Before the Texas Tech game, offensive coordinator Tom Manning was the first to proclaim Allen as the face of Iowa State football.
“I think a lot of those seniors are the identity of who we feel our team is,” Manning said. “Like Chase Allen. When I think of Iowa State football, I think Chase Allen. Just in terms of how he does everything, and the passion he plays with. I'm going to miss that kid the most.
“I mean, certainly, I think our program will miss the player just in terms of production and how he played but he’s just such a tremendous person.”
Manning spent time coaching tight ends at Iowa State while being its offensive coordinator, so he has an even closer connection to Allen than others.
“It means a whole lot coming from coach Manning,” Allen said. “I love him with all of my heart. He works so hard for this program and sacrifices so much. He grinds himself to a pulp every week. I don’t know how he’s still walking.
“He works so hard and he doesn’t sleep. I don't know where or when he sleeps but he doesn’t. Hearing that from him means a lot. We have a great relationship. He’s been here the entire time I’ve been here. He’s been my position coach and I hope to have a great relationship with him for the rest of my life.”
While Allen talked about the sacrifices others have made for him and the team, Campbell can’t help but think of the sacrifices Allen has made. He’s a player who has never been the star, but who he is and what he’s about has allowed others to be stars.

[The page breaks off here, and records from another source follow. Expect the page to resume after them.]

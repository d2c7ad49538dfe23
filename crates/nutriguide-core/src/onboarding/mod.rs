//! The four-step onboarding form.
//!
//! ```text
//! step 1: name, age, gender
//! step 2: height, weight
//! step 3: goal, activity level
//! step 4: preferences, allergies   -> finish() -> UserProfile
//! ```
//!
//! Only step 1 gates advancement (a name is required). Numeric fields are
//! clamped to their slider ranges on every write.

use std::ops::RangeInclusive;

use thiserror::Error;

use nutriguide_store::models::{ActivityLevel, Gender, Goal, UserProfile};

pub const STEP_COUNT: u8 = 4;

pub const DEFAULT_AGE: u32 = 25;
pub const DEFAULT_HEIGHT_CM: f64 = 170.0;
pub const DEFAULT_WEIGHT_KG: f64 = 70.0;

pub const AGE_RANGE: RangeInclusive<u32> = 1..=120;
pub const HEIGHT_RANGE_CM: RangeInclusive<f64> = 100.0..=250.0;
pub const WEIGHT_RANGE_KG: RangeInclusive<f64> = 30.0..=200.0;

#[derive(Debug, Clone, PartialEq, Eq, Error)]
pub enum OnboardingError {
    #[error("name is required")]
    NameRequired,

    #[error("onboarding is on step {step} of {}", STEP_COUNT)]
    Incomplete { step: u8 },
}

/// Split a comma-separated allergy list, trimming items and dropping blanks.
pub fn parse_allergies(text: &str) -> Vec<String> {
    text.split(',')
        .map(str::trim)
        .filter(|item| !item.is_empty())
        .map(str::to_owned)
        .collect()
}

fn clamp_f64(value: f64, range: &RangeInclusive<f64>) -> f64 {
    if value.is_nan() {
        return *range.start();
    }
    value.clamp(*range.start(), *range.end())
}

#[derive(Debug, Clone, PartialEq)]
pub struct OnboardingForm {
    step: u8,
    pub name: String,
    age: u32,
    pub gender: Gender,
    height: f64,
    weight: f64,
    pub goal: Goal,
    pub activity_level: ActivityLevel,
    pub preferences: String,
    /// Raw comma-separated text as typed.
    pub allergies: String,
}

impl Default for OnboardingForm {
    fn default() -> Self {
        Self {
            step: 1,
            name: String::new(),
            age: DEFAULT_AGE,
            gender: Gender::Female,
            height: DEFAULT_HEIGHT_CM,
            weight: DEFAULT_WEIGHT_KG,
            goal: Goal::Maintenance,
            activity_level: ActivityLevel::Moderate,
            preferences: String::new(),
            allergies: String::new(),
        }
    }
}

impl OnboardingForm {
    pub fn new() -> Self {
        Self::default()
    }

    pub fn step(&self) -> u8 {
        self.step
    }

    pub fn is_last_step(&self) -> bool {
        self.step == STEP_COUNT
    }

    /// Completion shown in the progress bar: 25, 50, 75, 100.
    pub fn progress_percent(&self) -> u16 {
        u16::from(self.step) * 100 / u16::from(STEP_COUNT)
    }

    pub fn age(&self) -> u32 {
        self.age
    }

    pub fn height(&self) -> f64 {
        self.height
    }

    pub fn weight(&self) -> f64 {
        self.weight
    }

    pub fn set_age(&mut self, age: u32) {
        self.age = age.clamp(*AGE_RANGE.start(), *AGE_RANGE.end());
    }

    pub fn set_height(&mut self, cm: f64) {
        self.height = clamp_f64(cm, &HEIGHT_RANGE_CM);
    }

    pub fn set_weight(&mut self, kg: f64) {
        self.weight = clamp_f64(kg, &WEIGHT_RANGE_KG);
    }

    pub fn can_advance(&self) -> bool {
        match self.step {
            1 => !self.name.trim().is_empty(),
            s => s < STEP_COUNT,
        }
    }

    /// Move forward one step. Stays put on the last step.
    pub fn next_step(&mut self) -> Result<(), OnboardingError> {
        if self.step == 1 && self.name.trim().is_empty() {
            return Err(OnboardingError::NameRequired);
        }
        if self.step < STEP_COUNT {
            self.step += 1;
        }
        Ok(())
    }

    /// Move back one step. Stays put on the first step.
    pub fn prev_step(&mut self) {
        self.step = self.step.saturating_sub(1).max(1);
    }

    /// Build the profile. Only valid on the last step.
    pub fn finish(&self) -> Result<UserProfile, OnboardingError> {
        let name = self.name.trim();
        if name.is_empty() {
            return Err(OnboardingError::NameRequired);
        }
        if !self.is_last_step() {
            return Err(OnboardingError::Incomplete { step: self.step });
        }
        Ok(UserProfile {
            name: name.to_owned(),
            age: self.age,
            gender: self.gender,
            height: self.height,
            weight: self.weight,
            activity_level: self.activity_level,
            goal: self.goal,
            allergies: parse_allergies(&self.allergies),
            preferences: self.preferences.trim().to_owned(),
        })
    }

    /// Walk every remaining step and build the profile. Used when all answers
    /// arrive at once (command-line flags).
    pub fn complete(mut self) -> Result<UserProfile, OnboardingError> {
        while !self.is_last_step() {
            self.next_step()?;
        }
        self.finish()
    }
}

#[cfg(test)]
mod tests {
    use super::*;

    #[test]
    fn defaults_match_the_form() {
        let form = OnboardingForm::new();
        assert_eq!(form.step(), 1);
        assert_eq!(form.age(), 25);
        assert_eq!(form.gender, Gender::Female);
        assert_eq!(form.height(), 170.0);
        assert_eq!(form.weight(), 70.0);
        assert_eq!(form.activity_level, ActivityLevel::Moderate);
        assert_eq!(form.goal, Goal::Maintenance);
        assert_eq!(form.progress_percent(), 25);
    }

    #[test]
    fn name_gates_the_first_step() {
        let mut form = OnboardingForm::new();
        form.name = "   ".to_string();
        assert!(!form.can_advance());
        assert_eq!(form.next_step(), Err(OnboardingError::NameRequired));
        assert_eq!(form.step(), 1);

        form.name = "Alex".to_string();
        form.next_step().unwrap();
        assert_eq!(form.step(), 2);
    }

    #[test]
    fn steps_stay_in_bounds() {
        let mut form = OnboardingForm::new();
        form.prev_step();
        assert_eq!(form.step(), 1);
        form.name = "Alex".to_string();
        for _ in 0..10 {
            form.next_step().unwrap();
        }
        assert_eq!(form.step(), STEP_COUNT);
        assert!(form.is_last_step());
        assert!(!form.can_advance());
        assert_eq!(form.progress_percent(), 100);
    }

    #[test]
    fn sliders_clamp() {
        let mut form = OnboardingForm::new();
        form.set_height(90.0);
        assert_eq!(form.height(), 100.0);
        form.set_height(300.0);
        assert_eq!(form.height(), 250.0);
        form.set_weight(10.0);
        assert_eq!(form.weight(), 30.0);
        form.set_weight(f64::NAN);
        assert_eq!(form.weight(), 30.0);
        form.set_age(0);
        assert_eq!(form.age(), 1);
    }

    #[test]
    fn allergies_are_split_and_trimmed() {
        assert_eq!(
            parse_allergies(" peanuts, ,shellfish ,, dairy"),
            vec!["peanuts", "shellfish", "dairy"]
        );
        assert!(parse_allergies("").is_empty());
    }

    #[test]
    fn finish_requires_last_step() {
        let mut form = OnboardingForm::new();
        form.name = "Alex Doe".to_string();
        assert_eq!(form.finish(), Err(OnboardingError::Incomplete { step: 1 }));
    }

    #[test]
    fn complete_builds_profile() {
        let mut form = OnboardingForm::new();
        form.name = " Alex Doe ".to_string();
        form.set_age(30);
        form.set_height(165.0);
        form.set_weight(60.0);
        form.goal = Goal::WeightLoss;
        form.allergies = "peanuts".to_string();
        form.preferences = "vegetarian".to_string();

        let profile = form.complete().unwrap();
        assert_eq!(profile.name, "Alex Doe");
        assert_eq!(profile.age, 30);
        assert_eq!(profile.gender, Gender::Female);
        assert_eq!(profile.allergies, vec!["peanuts"]);
        assert_eq!(profile.preferences, "vegetarian");
    }

    #[test]
    fn complete_without_name_fails() {
        assert_eq!(
            OnboardingForm::new().complete(),
            Err(OnboardingError::NameRequired)
        );
    }
}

He has no problem blocking for running back Breece Hall, or putting a chip block on a defensive end before running his route to give quarterback Brock Purdy an extra second in the pocket.
“He's sacrificed his body, he’s sacrificed his eligibility and he sacrificed leaving for the NFL early,” Campbell said. “He sacrificed going to school X, Y, and Z to come here and make a difference. And to me, what's it mean to be a great Cyclone? I think that means to give more of yourself than you take from the program. And that is Chase Allen.
“We're beyond proud of him. Who he is, is really special and who he is has made our program really special.”